I am very excited about the Micro Four-Thirds format and the G1 camera from Panasonic. I have not decided whether I will purchase one or not, since my decision depends on the specifications and performance of the lenses. I am intrigued by the possibility of mounting the 7-14 ultra wide angle Panasonic has in their roadmap. It could make one of the most compact, lightweight and portable ultra wide angle kits to be found in any camera system. The 4/3 sensor size and lens design could provide very good edge sharpness for UWA work.

I truly believe the G1 (and G1 with HD video) could be an online journalist's dream machine. With its articulating LCD and Live View, it can easily move between video and still photography. It is extremely small and lightweight, perfect for carrying all day or unobtrusive photography. The twisty LCD and live view means images can be had from all angles and heights. It is the perfect combination for online photo and video journalism once it can shoot HD video. This camera would be a great way to record events and then quickly upload both video and stills for distribution online, through media sites, blogs or social networks.

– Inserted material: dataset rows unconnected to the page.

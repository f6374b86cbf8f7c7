//! Choice Resolver (spec §2 component D, §4.3): resolves each recipe
//! `Choice` into concrete, enabled/disabled-annotated options, and applies
//! the value precedence rule (`answer > default > first enabled`).
//!
//! Dynamic choices (`source: dynamic`) are fetched over HTTP and cached
//! with a TTL; a stale cache entry is served if the refetch fails, so a
//! flaky registry degrades the choice list instead of failing resolution
//! outright (spec §9: "own global caches in a single actor with explicit
//! TTL").

use std::collections::HashMap;
use std::time::{Duration, Instant};

use installer_core::types::{Choice, ChoiceKind, ChoiceOption, ChoiceSource, ChoiceValue, SystemProfile};
use thiserror::Error;
use tokio::sync::Mutex;

#[derive(Debug, Error)]
pub enum ChoiceError {
    #[error("no available option for choice {choice_id}")]
    NoAvailableOption { choice_id: String },
    #[error("fetch failed for choice {choice_id}: {message}")]
    FetchFailed { choice_id: String, message: String },
}

/// One option after profile-requirement filtering: still present even when
/// disabled, carrying the reason (spec §4.3: "disabled options are never
/// removed from the list, only annotated").
#[derive(Debug, Clone)]
pub struct ResolvedOption {
    pub id: String,
    pub label: String,
    pub enabled: bool,
    pub disabled_reason: Option<String>,
    pub enable_hint: Option<String>,
    pub default: bool,
}

struct CacheEntry {
    fetched_at: Instant,
    options: Vec<ResolvedOption>,
}

/// Owns the dynamic-choice HTTP cache. One instance per resolution session
/// (or long-lived, shared across resolutions — the cache is keyed by
/// choice id plus fetch URL so stale entries from one recipe never leak
/// into another).
pub struct ChoiceResolver {
    client: reqwest::Client,
    cache: Mutex<HashMap<String, CacheEntry>>,
}

impl Default for ChoiceResolver {
    fn default() -> Self {
        Self::new()
    }
}

impl ChoiceResolver {
    pub fn new() -> Self {
        Self {
            client: reqwest::Client::new(),
            cache: Mutex::new(HashMap::new()),
        }
    }

    fn filter_static(choice: &Choice, profile: &SystemProfile) -> Vec<ResolvedOption> {
        let profile_json = serde_json::to_value(profile).unwrap_or(serde_json::Value::Null);
        choice
            .options
            .iter()
            .map(|opt| Self::resolve_static_option(opt, &profile_json))
            .collect()
    }

    fn resolve_static_option(opt: &ChoiceOption, profile_json: &serde_json::Value) -> ResolvedOption {
        let enabled = match &opt.requires {
            Some(cond) => installer_condition::evaluate(cond, profile_json),
            None => true,
        };
        ResolvedOption {
            id: opt.id.clone(),
            label: opt.label.clone(),
            enabled,
            disabled_reason: if enabled { None } else { opt.disabled_reason.clone() },
            enable_hint: if enabled { None } else { opt.enable_hint.clone() },
            default: opt.default,
        }
    }

    /// Fetches and parses a dynamic choice's option list, using the cached
    /// value (even if stale) when the refetch fails.
    async fn fetch_dynamic(&self, choice: &Choice) -> Result<Vec<ResolvedOption>, ChoiceError> {
        let url = choice.fetch_url.as_deref().ok_or_else(|| ChoiceError::FetchFailed {
            choice_id: choice.id.clone(),
            message: "dynamic choice missing fetch_url".into(),
        })?;
        let cache_key = format!("{}::{}", choice.id, url);
        let ttl = Duration::from_secs(choice.cache_ttl.unwrap_or(3600));

        {
            let cache = self.cache.lock().await;
            if let Some(entry) = cache.get(&cache_key) {
                if entry.fetched_at.elapsed() < ttl {
                    return Ok(entry.options.clone());
                }
            }
        }

        match self.client.get(url).send().await {
            Ok(resp) => match resp.text().await {
                Ok(body) => {
                    let options = Self::parse_dynamic_body(choice, &body);
                    let mut cache = self.cache.lock().await;
                    cache.insert(
                        cache_key,
                        CacheEntry {
                            fetched_at: Instant::now(),
                            options: options.clone(),
                        },
                    );
                    Ok(options)
                }
                Err(e) => self.stale_or_err(choice, &cache_key, e.to_string()).await,
            },
            Err(e) => self.stale_or_err(choice, &cache_key, e.to_string()).await,
        }
    }

    async fn stale_or_err(
        &self,
        choice: &Choice,
        cache_key: &str,
        message: String,
    ) -> Result<Vec<ResolvedOption>, ChoiceError> {
        let cache = self.cache.lock().await;
        if let Some(entry) = cache.get(cache_key) {
            tracing::warn!(choice_id = %choice.id, error = %message, "dynamic choice fetch failed, serving stale cache");
            return Ok(entry.options.clone());
        }
        Err(ChoiceError::FetchFailed {
            choice_id: choice.id.clone(),
            message,
        })
    }

    fn parse_dynamic_body(choice: &Choice, body: &str) -> Vec<ResolvedOption> {
        let pattern = choice.parse.as_deref().unwrap_or(r"(?m)^\S+$");
        let re = match regex::Regex::new(pattern) {
            Ok(re) => re,
            Err(_) => return vec![],
        };
        let mut values: Vec<String> = re
            .find_iter(body)
            .map(|m| m.as_str().trim().to_string())
            .filter(|s| !s.is_empty())
            .collect();

        if let Some(filter) = &choice.filter {
            if let Ok(filter_re) = regex::Regex::new(filter) {
                values.retain(|v| filter_re.is_match(v));
            }
        }
        if let Some(exclude) = &choice.exclude {
            if let Ok(exclude_re) = regex::Regex::new(exclude) {
                values.retain(|v| !exclude_re.is_match(v));
            }
        }
        if let Some(limit) = choice.limit {
            values.truncate(limit);
        }

        values
            .into_iter()
            .enumerate()
            .map(|(i, v)| ResolvedOption {
                id: v.clone(),
                label: v,
                enabled: true,
                disabled_reason: None,
                enable_hint: None,
                default: i == 0,
            })
            .collect()
    }

    /// Resolves a choice's full option list with enabled/disabled
    /// annotations, per spec §4.3.
    pub async fn resolve_options(
        &self,
        choice: &Choice,
        profile: &SystemProfile,
    ) -> Result<Vec<ResolvedOption>, ChoiceError> {
        match choice.source {
            ChoiceSource::Static => Ok(Self::filter_static(choice, profile)),
            ChoiceSource::Dynamic => self.fetch_dynamic(choice).await,
            ChoiceSource::PackageManager => {
                // Enumerating installed/available package versions requires
                // invoking the host package manager; that belongs to the
                // execution engine's process layer. Here we only filter
                // whatever the caller already queried and passed in as
                // static-shaped options, same as the static path.
                Ok(Self::filter_static(choice, profile))
            }
        }
    }

    /// Applies value precedence: explicit answer, else the recipe default,
    /// else the first enabled option (spec §4.3).
    pub fn pick(
        choice: &Choice,
        options: &[ResolvedOption],
        answer: Option<&ChoiceValue>,
    ) -> Result<ChoiceValue, ChoiceError> {
        let enabled_ids: Vec<&str> = options.iter().filter(|o| o.enabled).map(|o| o.id.as_str()).collect();

        match choice.kind {
            ChoiceKind::Single => {
                if let Some(ChoiceValue::Single(id)) = answer {
                    if enabled_ids.contains(&id.as_str()) {
                        return Ok(ChoiceValue::Single(id.clone()));
                    }
                }
                if let Some(default_id) = options.iter().find(|o| o.enabled && o.default).map(|o| o.id.clone()) {
                    return Ok(ChoiceValue::Single(default_id));
                }
                enabled_ids
                    .first()
                    .map(|id| ChoiceValue::Single(id.to_string()))
                    .ok_or_else(|| ChoiceError::NoAvailableOption {
                        choice_id: choice.id.clone(),
                    })
            }
            ChoiceKind::Multi => {
                if let Some(ChoiceValue::Multi(ids)) = answer {
                    let filtered: Vec<String> = ids
                        .iter()
                        .filter(|id| enabled_ids.contains(&id.as_str()))
                        .cloned()
                        .collect();
                    if !filtered.is_empty() {
                        return Ok(ChoiceValue::Multi(filtered));
                    }
                }
                let defaults: Vec<String> = options
                    .iter()
                    .filter(|o| o.enabled && o.default)
                    .map(|o| o.id.clone())
                    .collect();
                if !defaults.is_empty() {
                    return Ok(ChoiceValue::Multi(defaults));
                }
                if enabled_ids.is_empty() {
                    return Err(ChoiceError::NoAvailableOption {
                        choice_id: choice.id.clone(),
                    });
                }
                Ok(ChoiceValue::Multi(vec![enabled_ids[0].to_string()]))
            }
        }
    }
}

#[cfg(test)]
mod tests {
    use super::*;
    use installer_core::types::*;

    fn profile() -> SystemProfile {
        SystemProfile {
            system: "linux".into(),
            arch: "x86_64".into(),
            distro: Distro {
                id: "debian".into(),
                family: "debian".into(),
                version: "12".into(),
                version_tuple: vec![12],
                codename: Some("bookworm".into()),
            },
            package_manager: PackageManagerInfo {
                primary: "apt".into(),
                available: vec!["apt".into()],
                snap_available: false,
            },
            capabilities: Capabilities::default(),
            libc: None,
            libraries: vec![],
            hardware: None,
            gpu: None,
            kernel: None,
            build_toolchain: None,
            init_system: None,
            network: None,
            python: None,
        }
    }

    fn static_choice() -> Choice {
        Choice {
            id: "variant".into(),
            kind: ChoiceKind::Single,
            label: "Variant".into(),
            source: ChoiceSource::Static,
            options: vec![
                ChoiceOption {
                    id: "cpu".into(),
                    label: "CPU-only".into(),
                    default: true,
                    ..Default::default()
                },
                ChoiceOption {
                    id: "cuda".into(),
                    label: "CUDA".into(),
                    default: false,
                    requires: Some(serde_json::json!({"gpu.nvidia.present": true})),
                    ..Default::default()
                },
            ],
            fetch_url: None,
            parse: None,
            filter: None,
            exclude: None,
            limit: None,
            cache_ttl: None,
        }
    }

    #[tokio::test]
    async fn disabled_options_stay_in_the_list() {
        let resolver = ChoiceResolver::new();
        let options = resolver.resolve_options(&static_choice(), &profile()).await.unwrap();
        assert_eq!(options.len(), 2);
        assert!(options.iter().find(|o| o.id == "cuda").unwrap().enabled == false);
    }

    #[tokio::test]
    async fn pick_uses_default_when_no_answer() {
        let resolver = ChoiceResolver::new();
        let choice = static_choice();
        let options = resolver.resolve_options(&choice, &profile()).await.unwrap();
        let picked = ChoiceResolver::pick(&choice, &options, None).unwrap();
        assert_eq!(picked, ChoiceValue::Single("cpu".into()));
    }

    #[tokio::test]
    async fn pick_rejects_disabled_answer_and_falls_back() {
        let resolver = ChoiceResolver::new();
        let choice = static_choice();
        let options = resolver.resolve_options(&choice, &profile()).await.unwrap();
        let answer = ChoiceValue::Single("cuda".into());
        let picked = ChoiceResolver::pick(&choice, &options, Some(&answer)).unwrap();
        assert_eq!(picked, ChoiceValue::Single("cpu".into()));
    }

    #[test]
    fn parse_dynamic_body_respects_limit_and_filter() {
        let choice = Choice {
            id: "version".into(),
            kind: ChoiceKind::Single,
            label: "Version".into(),
            source: ChoiceSource::Dynamic,
            options: vec![],
            fetch_url: Some("https://example.com/tags".into()),
            parse: Some(r"v\d+\.\d+\.\d+".into()),
            filter: None,
            exclude: Some(r"-rc".into()),
            limit: Some(2),
            cache_ttl: Some(60),
        };
        let body = "v1.0.0\nv1.1.0-rc\nv1.2.0\nv1.3.0\n";
        let options = ChoiceResolver::parse_dynamic_body(&choice, body);
        assert_eq!(options.len(), 2);
        assert!(options.iter().all(|o| !o.id.contains("-rc")));
    }
}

Not only does it promise to be a camera for the new journalism, it has the potential to satisfy creative photographers wanting to work with legacy optics. With the right set of adaptors the m4/3 cameras may be able to mount a greater variety of lenses from different manufacturers going back a half century of lens production than any other format in the history of photography. And it may very well do it with better quality.

The EVF promises quick and critical focusing for manually focused legacy lenses. I hope it will be simple to navigate the frame, choose a focus point, click a button and zoom in 10x for critical manual focus, then click and zoom back out for composition before tripping the shutter. Currently, most digital SLRs and terrible at manual focusing because of their small viewfinders, lack of focusing aids and autofocus orientation. The G1 could be a manual focus dream.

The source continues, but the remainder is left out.